Keto Lemon Bars Recipe
The ingredients you’re going to need to prepare Raw Keto Lemon Bars:
- Almond flour – Almond flour is the base of these lemon bars. Almond flour is a gluten-free flour that tends to be very crumbly. You need to make sure that you let your raw lemon bars refrigerate for long enough so that they do not fall apart. Almond flour is very low carb and is high in fat which will help keep you full.
- Maple syrup – Maple syrup is the sweetener in these lemon bars. If you do not have maple syrup, then you can use honey or agave. If you choose to use honey, do note that it is not vegan.

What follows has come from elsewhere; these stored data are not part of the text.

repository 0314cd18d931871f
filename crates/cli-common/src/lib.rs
pub mod config;
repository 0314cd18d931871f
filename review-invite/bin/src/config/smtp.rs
use std::time::Duration;

use review_invite_notification::{SenderConfig, SmtpConnector, SmtpPassword};
use serde::{Deserialize, Serialize};

#[derive(Clone, Debug, Deserialize, Serialize)]
pub struct SmtpConfig {
    /// SMTP server host name
    #[serde(default = "SmtpConfig::default_host")]
    pub host: String,

    /// SMTP server port, 465 for implicit TLS, anything else for STARTTLS
    #[serde(default = "SmtpConfig::default_port")]
    pub port: u16,

    /// Sender address, also used as login name
    #[serde(default = "SmtpConfig::default_sender_address")]
    pub sender_address: String,

    /// Password of the sender account
    #[serde(default)]
    pub sender_password: SmtpPassword,

    /// Unique invitation address provided by the review platform
    #[serde(default = "SmtpConfig::default_destination_address")]
    pub destination_address: String,

    /// Socket timeout in seconds, unset to wait indefinitely
    #[serde(default, skip_serializing_if = "Option::is_none")]
    pub timeout_secs: Option<u64>,
}

impl SmtpConfig {
    #[inline]
    pub fn default_host() -> String { "127.0.0.1".to_string() }

    #[inline]
    pub const fn default_port() -> u16 { 587 }

    #[inline]
    pub fn default_sender_address() -> String { "noreply@example.com".to_string() }

    #[inline]
    pub fn default_destination_address() -> String {
        "example.com+123456@invite.trustpilot.com".to_string()
    }

    #[inline]
    pub fn connector(&self) -> SmtpConnector {
        SmtpConnector::new(self.timeout_secs.map(Duration::from_secs))
    }
}

impl Default for SmtpConfig {
    fn default() -> Self {
        Self {
            host: Self::default_host(),
            port: Self::default_port(),
            sender_address: Self::default_sender_address(),
            sender_password: SmtpPassword::default(),
            destination_address: Self::default_destination_address(),
            timeout_secs: None,
        }
    }
}

impl From<SmtpConfig> for SenderConfig {
    fn from(
        SmtpConfig {
            host,
            port,
            sender_address,
            sender_password,
            destination_address,
            timeout_secs: _,
        }: SmtpConfig,
    ) -> Self {
        Self {
            smtp_host: host,
            smtp_port: port,
            sender_address,
            sender_password,
            destination_address,
        }
    }
}

#[cfg(test)]
mod tests {
    use super::*;

    #[test]
    fn test_deserialize_partial() {
        let config: SmtpConfig =
            serde_yaml::from_str("host: smtp.test\nport: 465\nsender_password: secret\n").unwrap();

        assert_eq!(config.host, "smtp.test");
        assert_eq!(config.port, 465);
        assert_eq!(config.sender_password.expose(), "secret");
        assert_eq!(config.sender_address, SmtpConfig::default_sender_address());
        assert_eq!(config.timeout_secs, None);
    }

    #[test]
    fn test_into_sender_config() {
        let sender: SenderConfig = SmtpConfig {
            host: "smtp.test".to_string(),
            port: 587,
            sender_address: "a@x.com".to_string(),
            sender_password: SmtpPassword::new("secret"),
            destination_address: "dest+1@invite.test".to_string(),
            timeout_secs: Some(30),
        }
        .into();

        assert_eq!(sender.smtp_host, "smtp.test");
        assert_eq!(sender.smtp_port, 587);
        assert_eq!(sender.sender_address, "a@x.com");
        assert_eq!(sender.sender_password.expose(), "secret");
        assert_eq!(sender.destination_address, "dest+1@invite.test");
    }
}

- Vanilla extract – Vanilla extract is a staple ingredient in most baked goods. It helps all of the sweet flavors combine and come together nicely. It will enhance all of the sweet flavors making these raw lemon bars extra delicious.
- Lemon juice – You’re going to need 2 tbsp of lemon juice. You can use fresh lemon juice, or you can use prepackaged lemon juice. The choice is up to you.
- Lemon zest – Lemon zest has an intense lemon flavor without a lot of bitterness. Adding lemon zest to your bars is the easiest way to add more lemon flavor without the sourness.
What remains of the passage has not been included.